TO DO:
Wherever a line holds the word "after", copy that line from the data.

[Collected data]

* * * *

#![forbid(unsafe_code)]

use std::collections::HashSet;
use std::time::Duration;

use alaire_domain::{ClientMessageId, Message, MessageId, PresenceState, SendError, SessionState};
use chrono::{DateTime, Utc};
use parking_lot::RwLock;
use tokio::sync::watch;
use tracing::debug;

/// Point-in-time view handed to renderers. Later state changes never mutate
/// an already-taken snapshot.
#[derive(Debug, Clone, PartialEq, Eq)]
pub struct ChatSnapshot {
	pub open: bool,
	pub authenticated: bool,
	pub sending: bool,

	/// Broadcast liveness as last probed.
	pub session: SessionState,

	/// Room participant count from the push channel.
	pub presence: PresenceState,
	pub presence_connected: bool,

	/// Oldest first, unique by id.
	pub timeline: Vec<Message>,

	/// Transient notices still within their display window.
	pub notices: Vec<String>,
}

/// Claim protecting an optimistic insert from full-replace reconciliation
/// while its send is still unconfirmed.
#[derive(Debug, Clone)]
struct PendingSend {
	message: Message,
}

#[derive(Debug, Clone)]
struct Notice {
	text: String,
	expires_at: DateTime<Utc>,
}

#[derive(Debug)]
struct StateInner {
	open: bool,
	authenticated: bool,
	sending: bool,
	generation: u64,
	timeline: Vec<Message>,
	pending_send: Option<PendingSend>,
	presence: PresenceState,
	presence_connected: bool,
	session: SessionState,
	notices: Vec<Notice>,
}

/// Session state shared between the engine tasks and snapshot readers.
///
/// All mutation happens under one write lock so each cross-field rule
/// (single-flight send, gate check before the optimistic insert) holds
/// inside a single critical section. Writers that resume after an await
/// pass the generation their session started with; a mismatch means the
/// session was closed mid-flight and the write is dropped.
#[derive(Debug)]
pub struct SharedState {
	inner: RwLock<StateInner>,
	changes: watch::Sender<u64>,
	notice_ttl: Duration,
}

impl SharedState {
	pub fn new(notice_ttl: Duration) -> Self {
		let (changes, _) = watch::channel(0);
		Self {
			inner: RwLock::new(StateInner {
				open: false,
				authenticated: false,
				sending: false,
				generation: 0,
				timeline: Vec::new(),
				pending_send: None,
				presence: PresenceState::default(),
				presence_connected: false,
				session: SessionState::default(),
				notices: Vec::new(),
			}),
			changes,
			notice_ttl,
		}
	}

	/// Wakes whenever any snapshot-visible field changes.
	pub fn subscribe_changes(&self) -> watch::Receiver<u64> {
		self.changes.subscribe()
	}

	fn bump(&self) {
		self.changes.send_modify(|v| *v = v.wrapping_add(1));
	}

	pub fn snapshot(&self) -> ChatSnapshot {
		let inner = self.inner.read();
		let now = Utc::now();
		ChatSnapshot {
			open: inner.open,
			authenticated: inner.authenticated,
			sending: inner.sending,
			session: inner.session,
			presence: inner.presence,
			presence_connected: inner.presence_connected,
			timeline: inner.timeline.clone(),
			notices: inner.notices.iter().filter(|n| n.expires_at > now).map(|n| n.text.clone()).collect(),
		}
	}

	pub fn session_state(&self) -> SessionState {
		self.inner.read().session
	}

	/// Mark the session open and hand back the generation all of its
	/// post-await writes must carry.
	pub(crate) fn begin_session(&self, authenticated: bool) -> u64 {
		let mut inner = self.inner.write();
		inner.open = true;
		inner.authenticated = authenticated;
		inner.generation = inner.generation.wrapping_add(1);
		let generation = inner.generation;
		drop(inner);
		self.bump();
		generation
	}

	/// Tear down the open session: timeline, presence, claims and notices
	/// all reset. The broadcast verdict survives, the gate owns it. The
	/// generation moves on so in-flight writes from the closed session
	/// land as no-ops.
	pub(crate) fn end_session(&self) {
		let mut inner = self.inner.write();
		inner.open = false;
		clear_room(&mut inner);
		drop(inner);
		self.bump();
	}

	/// Drop an open session to the signed-out state: room content, claims
	/// and notices reset, `open` stays set so the surface can show its
	/// sign-in call to action. The generation moves on exactly as on a
	/// close.
	pub(crate) fn revoke_session_auth(&self, generation: u64) {
		let mut inner = self.inner.write();
		if !inner.open || inner.generation != generation {
			debug!(generation, current = inner.generation, "dropping stale sign-out");
			return;
		}
		clear_room(&mut inner);
		drop(inner);
		self.bump();
	}

	/// Gate verdict write. Not generation guarded; the probe outlives any
	/// one session.
	pub(crate) fn set_session_state(&self, session: SessionState) {
		{
			let mut inner = self.inner.write();
			inner.session = session;
		}
		self.bump();
	}

	pub(crate) fn set_online_count(&self, generation: u64, count: u64) {
		let mut inner = self.inner.write();
		if !inner.open || inner.generation != generation {
			debug!(generation, current = inner.generation, "dropping stale presence count");
			return;
		}
		inner.presence.online_count = count;
		drop(inner);
		self.bump();
	}

	pub(crate) fn set_presence_connected(&self, generation: u64, connected: bool) {
		let mut inner = self.inner.write();
		if !inner.open || inner.generation != generation {
			debug!(generation, current = inner.generation, "dropping stale presence flag");
			return;
		}
		inner.presence_connected = connected;
		drop(inner);
		self.bump();
	}

	/// Full-replace reconciliation. `messages` is the fetched window already
	/// mapped into timeline entries; ordering and id dedup are normalized
	/// here. A pending claim keeps its provisional alive across scheduled
	/// polls until the server copy shows up; the send's own resync always
	/// spends the claim. Returns false when the write was stale.
	pub(crate) fn replace_timeline(&self, generation: u64, messages: Vec<Message>, from_resync: bool) -> bool {
		let mut timeline = normalize_timeline(messages);

		let mut inner = self.inner.write();
		if !inner.open || inner.generation != generation {
			debug!(generation, current = inner.generation, "dropping stale timeline replace");
			return false;
		}

		if let Some(pending) = inner.pending_send.take() {
			let confirmed = timeline.iter().any(|m| m.author_is_self && m.body == pending.message.body);
			if !from_resync && !confirmed {
				timeline.push(pending.message.clone());
				timeline.sort_by_key(|m| m.created_at);
				inner.pending_send = Some(pending);
			}
		}

		inner.timeline = timeline;
		drop(inner);
		self.bump();
		true
	}

	/// Single critical section covering the gate checks, the not-live
	/// refusal notice, and the optimistic insert. `body` must already have
	/// passed `validate_body`.
	pub(crate) fn begin_send(&self, body: &str, author_display_name: &str) -> Result<(u64, Message), SendError> {
		let mut inner = self.inner.write();
		if !inner.open {
			return Err(SendError::ChatClosed);
		}
		if !inner.authenticated {
			return Err(SendError::NotAuthenticated);
		}
		if inner.sending {
			return Err(SendError::SendInFlight);
		}
		if !inner.session.is_live {
			let err = SendError::NotLive;
			queue_notice(&mut inner, err.to_string(), self.notice_ttl);
			drop(inner);
			self.bump();
			return Err(err);
		}

		let message = Message::provisional(body, author_display_name, Utc::now());
		inner.sending = true;
		inner.pending_send = Some(PendingSend { message: message.clone() });
		inner.timeline.push(message.clone());
		inner.timeline.sort_by_key(|m| m.created_at);
		let generation = inner.generation;
		drop(inner);
		self.bump();
		Ok((generation, message))
	}

	pub(crate) fn finish_send(&self, generation: u64) {
		let mut inner = self.inner.write();
		if inner.generation != generation {
			debug!(generation, current = inner.generation, "dropping stale send completion");
			return;
		}
		inner.sending = false;
		drop(inner);
		self.bump();
	}

	/// Remove a failed optimistic insert and release its claim.
	pub(crate) fn rollback_provisional(&self, generation: u64, client_id: ClientMessageId) {
		let mut inner = self.inner.write();
		if inner.generation != generation {
			debug!(generation, current = inner.generation, "dropping stale rollback");
			return;
		}
		inner.timeline.retain(|m| m.id != MessageId::Client(client_id));
		inner.pending_send = None;
		drop(inner);
		self.bump();
	}

	/// Release the claim without touching the timeline. Used when a send
	/// was accepted but its resync did not complete; the next poll carries
	/// the server copy.
	pub(crate) fn clear_pending_send(&self, generation: u64) {
		let mut inner = self.inner.write();
		if inner.generation != generation {
			debug!(generation, current = inner.generation, "dropping stale claim release");
			return;
		}
		inner.pending_send = None;
	}

	/// Queue a transient notice for a send begun under `generation`; a
	/// stale push is dropped. Expired notices are pruned here and filtered
	/// out of snapshots.
	pub(crate) fn push_notice(&self, generation: u64, text: impl Into<String>) {
		let mut inner = self.inner.write();
		if inner.generation != generation {
			debug!(generation, current = inner.generation, "dropping stale notice");
			return;
		}
		queue_notice(&mut inner, text.into(), self.notice_ttl);
		drop(inner);
		self.bump();
	}
}

fn clear_room(inner: &mut StateInner) {
	inner.authenticated = false;
	inner.sending = false;
	inner.generation = inner.generation.wrapping_add(1);
	inner.timeline.clear();
	inner.pending_send = None;
	inner.presence = PresenceState::default();
	inner.presence_connected = false;
	inner.notices.clear();
}

fn queue_notice(inner: &mut StateInner, text: String, ttl: Duration) {
	let now = Utc::now();
	inner.notices.retain(|n| n.expires_at > now);
	inner.notices.push(Notice { text, expires_at: now + ttl });
}

fn normalize_timeline(messages: Vec<Message>) -> Vec<Message> {
	let mut seen = HashSet::new();
	let mut out = Vec::with_capacity(messages.len());
	for message in messages {
		if seen.insert(message.id.clone()) {
			out.push(message);
		}
	}
	out.sort_by_key(|m| m.created_at);
	out
}
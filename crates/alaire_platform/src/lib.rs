#![forbid(unsafe_code)]

use core::fmt;
use std::sync::Arc;

use alaire_domain::{RoomId, SendError, ServerMessageId, UserIdentity};
use async_trait::async_trait;
use chrono::{DateTime, Utc};
use serde::{Deserialize, Serialize};
use tokio::sync::{mpsc, watch};

pub mod presence;
pub mod rest;

pub use presence::{PresenceChannelConfig, WsPresenceChannel};
pub use rest::RestChatClient;

/// Broadcast liveness as reported by the status endpoint.
#[derive(Debug, Clone, Copy, PartialEq, Eq, Serialize, Deserialize)]
pub struct BroadcastStatus {
	pub is_live: bool,

	/// Listeners of the broadcast itself, not chat connections.
	#[serde(default)]
	pub listener_count: u64,
}

/// One record from the history endpoint. The service serves these
/// newest-first.
#[derive(Debug, Clone, PartialEq, Eq, Serialize, Deserialize)]
pub struct RemoteMessage {
	pub id: ServerMessageId,
	pub body: String,
	pub author_handle: String,
	pub created_at: DateTime<Utc>,
}

/// Acknowledgement for an accepted message.
#[derive(Debug, Clone, PartialEq, Eq, Serialize, Deserialize)]
pub struct CreatedMessage {
	pub id: ServerMessageId,
	pub created_at: DateTime<Utc>,
}

/// Events emitted by the presence channel run loop.
#[derive(Debug, Clone, PartialEq, Eq)]
pub enum PresenceEvent {
	/// Channel established for the room.
	Connected,

	/// Count of participants currently connected to the room. Replaces
	/// any previous value.
	Online { count: u64 },

	/// Channel lost. The run loop keeps retrying with backoff until it is
	/// shut down.
	Disconnected { reason: String },
}

/// Sender half used by the presence run loop.
pub type PresenceEventTx = mpsc::Sender<PresenceEvent>;
/// Receiver half consumed by the session.
pub type PresenceEventRx = mpsc::Receiver<PresenceEvent>;

/// Read side of the broadcast status endpoint.
#[async_trait]
pub trait BroadcastStatusProvider: Send + Sync {
	async fn fetch_status(&self) -> anyhow::Result<BroadcastStatus>;
}

/// Read side of the message history endpoint.
#[async_trait]
pub trait MessageHistoryProvider: Send + Sync {
	/// Fetch the recent window for `room`, newest-first as served.
	async fn fetch_history(&self, room: &RoomId) -> anyhow::Result<Vec<RemoteMessage>>;
}

/// Write side of the chat service. Requires a bearer credential.
#[async_trait]
pub trait MessageCreateProvider: Send + Sync {
	async fn create_message(&self, room: &RoomId, body: &str) -> Result<CreatedMessage, SendError>;
}

/// Long-lived push channel reporting room presence.
#[async_trait]
pub trait PresenceProvider: Send + Sync {
	/// Run the channel for `room` until `shutdown` flips to true, emitting
	/// on `events`. Returns when shut down or when the receiver is gone.
	async fn run(&self, room: RoomId, events: PresenceEventTx, shutdown: watch::Receiver<bool>) -> anyhow::Result<()>;
}

/// Current-user identity storage with explicit get/set/clear. Implementations
/// must not rely on ambient global state.
pub trait IdentityProvider: Send + Sync {
	fn get(&self) -> Option<UserIdentity>;
	fn set(&self, identity: UserIdentity);
	fn clear(&self);
}

/// Bearer credential storage with explicit get/set/clear.
pub trait CredentialProvider: Send + Sync {
	fn get(&self) -> Option<SecretString>;
	fn set(&self, token: SecretString);
	fn clear(&self);
}

/// Wrapper that keeps credentials out of logs and serialized output.
#[derive(Clone, PartialEq, Eq)]
pub struct SecretString(String);

impl SecretString {
	pub fn new(s: impl Into<String>) -> Self {
		Self(s.into())
	}

	/// Access the inner secret string.
	pub fn expose(&self) -> &str {
		&self.0
	}
}

impl fmt::Debug for SecretString {
	fn fmt(&self, f: &mut fmt::Formatter<'_>) -> fmt::Result {
		f.write_str("SecretString(<redacted>)")
	}
}

impl fmt::Display for SecretString {
	fn fmt(&self, f: &mut fmt::Formatter<'_>) -> fmt::Result {
		f.write_str("<redacted>")
	}
}

impl serde::Serialize for SecretString {
	fn serialize<S>(&self, serializer: S) -> Result<<S as serde::Serializer>::Ok, <S as serde::Serializer>::Error>
	where
		S: serde::Serializer,
	{
		serializer.serialize_str("")
	}
}

impl<'de> serde::Deserialize<'de> for SecretString {
	fn deserialize<D>(deserializer: D) -> Result<Self, D::Error>
	where
		D: serde::Deserializer<'de>,
	{
		let s = String::deserialize(deserializer)?;
		Ok(Self(s))
	}
}

/// In-memory identity store for embedding and tests.
#[derive(Default)]
pub struct MemoryIdentityStore {
	identity: parking_lot::RwLock<Option<UserIdentity>>,
}

impl MemoryIdentityStore {
	pub fn new(identity: Option<UserIdentity>) -> Arc<Self> {
		Arc::new(Self {
			identity: parking_lot::RwLock::new(identity),
		})
	}
}

impl IdentityProvider for MemoryIdentityStore {
	fn get(&self) -> Option<UserIdentity> {
		self.identity.read().clone()
	}

	fn set(&self, identity: UserIdentity) {
		*self.identity.write() = Some(identity);
	}

	fn clear(&self) {
		*self.identity.write() = None;
	}
}

/// In-memory credential store for embedding and tests.
#[derive(Default)]
pub struct MemoryCredentialStore {
	token: parking_lot::RwLock<Option<SecretString>>,
}

impl MemoryCredentialStore {
	pub fn new(token: Option<SecretString>) -> Arc<Self> {
		Arc::new(Self {
			token: parking_lot::RwLock::new(token),
		})
	}
}

impl CredentialProvider for MemoryCredentialStore {
	fn get(&self) -> Option<SecretString> {
		self.token.read().clone()
	}

	fn set(&self, token: SecretString) {
		*self.token.write() = Some(token);
	}

	fn clear(&self) {
		*self.token.write() = None;
	}
}

#[cfg(test)]
mod tests {
	use super::*;

	#[test]
	fn secret_string_never_prints_its_contents() {
		let secret = SecretString::new("token-abc123");
		assert_eq!(format!("{secret}"), "<redacted>");
		assert_eq!(format!("{secret:?}"), "SecretString(<redacted>)");
		let Ok(json) = serde_json::to_string(&secret) else {
			panic!("secret must serialize");
		};
		assert_eq!(json, "\"\"");
		assert_eq!(secret.expose(), "token-abc123");
	}

	#[test]
	fn memory_stores_get_set_clear() {
		let credentials = MemoryCredentialStore::new(None);
		assert!(credentials.get().is_none());
		credentials.set(SecretString::new("t"));
		assert_eq!(credentials.get().map(|t| t.expose().to_string()), Some("t".to_string()));
		credentials.clear();
		assert!(credentials.get().is_none());

		let identities = MemoryIdentityStore::new(None);
		assert!(identities.get().is_none());
		identities.set(UserIdentity::new("maria@example.com"));
		let Some(identity) = identities.get() else {
			panic!("identity must be present after set");
		};
		assert_eq!(identity.handle, "maria@example.com");
		identities.clear();
		assert!(identities.get().is_none());
	}
}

* * * *

TASK ANSWER:
/// inside a single critical section. Writers that resume after an await
			panic!("identity must be present after set");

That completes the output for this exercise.